- ACTION ITEM: Determine the number of lines in the data that contain "WHERE", and write only that number.
[INFORMATION]
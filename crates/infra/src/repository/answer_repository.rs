//! # AnswerRepository
//!
//! 回答の永続化を担当するリポジトリ。
//!
//! ベストアンサーは `answers_one_best_per_question` 部分一意インデックス
//! （`WHERE best_answer`）で質問ごとに 1 件に制限される。
//! フラグの付け替えは必ず「旧回答のクリア → 新回答のセット」の順で行う。

use async_trait::async_trait;
use chrono::{DateTime, Utc};
use forum_domain::{
    answer::{Answer, AnswerBody, AnswerId, AnswerRecord},
    question::QuestionId,
    user::UserId,
};
use sqlx::PgPool;
use uuid::Uuid;

use crate::{db::TxContext, error::InfraError};

/// 回答リポジトリトレイト
#[async_trait]
pub trait AnswerRepository: Send + Sync {
    async fn insert(&self, tx: &mut TxContext, answer: &Answer) -> Result<(), InfraError>;

    /// 本文を更新する
    async fn update(&self, tx: &mut TxContext, answer: &Answer) -> Result<(), InfraError>;

    async fn delete(&self, tx: &mut TxContext, id: &AnswerId) -> Result<(), InfraError>;

    /// 質問に属する回答をすべて削除する
    async fn delete_by_question(
        &self,
        tx: &mut TxContext,
        question_id: &QuestionId,
    ) -> Result<(), InfraError>;

    async fn find_by_id(&self, id: &AnswerId) -> Result<Option<Answer>, InfraError>;

    /// トランザクション内で回答を行ロック付きで取得する
    async fn find_for_update(
        &self,
        tx: &mut TxContext,
        id: &AnswerId,
    ) -> Result<Option<Answer>, InfraError>;

    /// 質問の回答を投稿順に取得する
    async fn find_by_question(&self, question_id: &QuestionId)
    -> Result<Vec<Answer>, InfraError>;

    /// 複数の質問の回答を一括で取得する（投稿順）
    ///
    /// 空の配列を渡した場合は空の Vec を返す。
    async fn find_by_questions(
        &self,
        question_ids: &[QuestionId],
    ) -> Result<Vec<Answer>, InfraError>;

    /// トランザクション内で現在のベストアンサーを取得する
    async fn find_best_in_tx(
        &self,
        tx: &mut TxContext,
        question_id: &QuestionId,
    ) -> Result<Option<AnswerId>, InfraError>;

    /// ベストアンサーフラグを設定する
    ///
    /// 同じ質問にすでにフラグの立った別回答がある状態で `true` にすると `Conflict`。
    /// 回答が存在しない場合は `Unexpected`。
    async fn set_best_answer(
        &self,
        tx: &mut TxContext,
        id: &AnswerId,
        best: bool,
    ) -> Result<(), InfraError>;

    /// キャッシュされたスコアに `delta` を加算する
    async fn adjust_score(
        &self,
        tx: &mut TxContext,
        id: &AnswerId,
        delta: i64,
    ) -> Result<(), InfraError>;
}

/// DB の answers テーブルの行を表す中間構造体
#[derive(sqlx::FromRow)]
struct AnswerRow {
    id:          Uuid,
    question_id: Uuid,
    user_id:     Uuid,
    body:        String,
    score:       i64,
    best_answer: bool,
    created_at:  DateTime<Utc>,
    updated_at:  DateTime<Utc>,
}

impl TryFrom<AnswerRow> for Answer {
    type Error = InfraError;

    fn try_from(row: AnswerRow) -> Result<Self, Self::Error> {
        Ok(Answer::from_db(AnswerRecord {
            id:          AnswerId::from_uuid(row.id),
            question_id: QuestionId::from_uuid(row.question_id),
            user_id:     UserId::from_uuid(row.user_id),
            body:        AnswerBody::new(row.body)?,
            score:       row.score,
            best_answer: row.best_answer,
            created_at:  row.created_at,
            updated_at:  row.updated_at,
        }))
    }
}

/// PostgreSQL 実装の AnswerRepository
#[derive(Debug, Clone)]
pub struct PostgresAnswerRepository {
    pool: PgPool,
}

impl PostgresAnswerRepository {
    pub fn new(pool: PgPool) -> Self {
        Self { pool }
    }
}

#[async_trait]
impl AnswerRepository for PostgresAnswerRepository {
    #[tracing::instrument(skip_all, level = "debug", fields(answer_id = %answer.id()))]
    async fn insert(&self, tx: &mut TxContext, answer: &Answer) -> Result<(), InfraError> {
        sqlx::query(
            r#"
            INSERT INTO answers (
                id, question_id, user_id, body, score, best_answer, created_at, updated_at
            )
            VALUES ($1, $2, $3, $4, $5, $6, $7, $8)
            "#,
        )
        .bind(answer.id().as_uuid())
        .bind(answer.question_id().as_uuid())
        .bind(answer.user_id().as_uuid())
        .bind(answer.body().as_str())
        .bind(answer.score())
        .bind(answer.is_best_answer())
        .bind(answer.created_at())
        .bind(answer.updated_at())
        .execute(tx.conn())
        .await?;

        Ok(())
    }

    async fn update(&self, tx: &mut TxContext, answer: &Answer) -> Result<(), InfraError> {
        sqlx::query("UPDATE answers SET body = $2, updated_at = $3 WHERE id = $1")
            .bind(answer.id().as_uuid())
            .bind(answer.body().as_str())
            .bind(answer.updated_at())
            .execute(tx.conn())
            .await?;

        Ok(())
    }

    async fn delete(&self, tx: &mut TxContext, id: &AnswerId) -> Result<(), InfraError> {
        sqlx::query("DELETE FROM answers WHERE id = $1")
            .bind(id.as_uuid())
            .execute(tx.conn())
            .await?;

        Ok(())
    }

    async fn delete_by_question(
        &self,
        tx: &mut TxContext,
        question_id: &QuestionId,
    ) -> Result<(), InfraError> {
        sqlx::query("DELETE FROM answers WHERE question_id = $1")
            .bind(question_id.as_uuid())
            .execute(tx.conn())
            .await?;

        Ok(())
    }

    async fn find_by_id(&self, id: &AnswerId) -> Result<Option<Answer>, InfraError> {
        let row = sqlx::query_as::<_, AnswerRow>(
            r#"
            SELECT id, question_id, user_id, body, score, best_answer, created_at, updated_at
            FROM answers
            WHERE id = $1
            "#,
        )
        .bind(id.as_uuid())
        .fetch_optional(&self.pool)
        .await?;

        row.map(Answer::try_from).transpose()
    }

    async fn find_for_update(
        &self,
        tx: &mut TxContext,
        id: &AnswerId,
    ) -> Result<Option<Answer>, InfraError> {
        let row = sqlx::query_as::<_, AnswerRow>(
            r#"
            SELECT id, question_id, user_id, body, score, best_answer, created_at, updated_at
            FROM answers
            WHERE id = $1
            FOR UPDATE
            "#,
        )
        .bind(id.as_uuid())
        .fetch_optional(tx.conn())
        .await?;

        row.map(Answer::try_from).transpose()
    }

    async fn find_by_question(
        &self,
        question_id: &QuestionId,
    ) -> Result<Vec<Answer>, InfraError> {
        self.find_by_questions(std::slice::from_ref(question_id))
            .await
    }

    async fn find_by_questions(
        &self,
        question_ids: &[QuestionId],
    ) -> Result<Vec<Answer>, InfraError> {
        if question_ids.is_empty() {
            return Ok(Vec::new());
        }

        let ids: Vec<Uuid> = question_ids.iter().map(|id| *id.as_uuid()).collect();
        let rows = sqlx::query_as::<_, AnswerRow>(
            r#"
            SELECT id, question_id, user_id, body, score, best_answer, created_at, updated_at
            FROM answers
            WHERE question_id = ANY($1)
            ORDER BY created_at ASC, id ASC
            "#,
        )
        .bind(&ids)
        .fetch_all(&self.pool)
        .await?;

        rows.into_iter().map(Answer::try_from).collect()
    }

    async fn find_best_in_tx(
        &self,
        tx: &mut TxContext,
        question_id: &QuestionId,
    ) -> Result<Option<AnswerId>, InfraError> {
        let id: Option<Uuid> = sqlx::query_scalar(
            "SELECT id FROM answers WHERE question_id = $1 AND best_answer",
        )
        .bind(question_id.as_uuid())
        .fetch_optional(tx.conn())
        .await?;

        Ok(id.map(AnswerId::from_uuid))
    }

    #[tracing::instrument(skip_all, level = "debug", fields(answer_id = %id, best = best))]
    async fn set_best_answer(
        &self,
        tx: &mut TxContext,
        id: &AnswerId,
        best: bool,
    ) -> Result<(), InfraError> {
        let result = sqlx::query("UPDATE answers SET best_answer = $2 WHERE id = $1")
            .bind(id.as_uuid())
            .bind(best)
            .execute(tx.conn())
            .await
            .map_err(|e| InfraError::from_write(e, "BestAnswer", id.to_string()))?;

        if result.rows_affected() == 0 {
            return Err(InfraError::unexpected(format!(
                "ベストアンサーを更新する回答が存在しません: {id}"
            )));
        }

        Ok(())
    }

    async fn adjust_score(
        &self,
        tx: &mut TxContext,
        id: &AnswerId,
        delta: i64,
    ) -> Result<(), InfraError> {
        sqlx::query("UPDATE answers SET score = score + $2 WHERE id = $1")
            .bind(id.as_uuid())
            .bind(delta)
            .execute(tx.conn())
            .await?;

        Ok(())
    }
}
[/INFORMATION]
- WRITTEN ANSWER: 10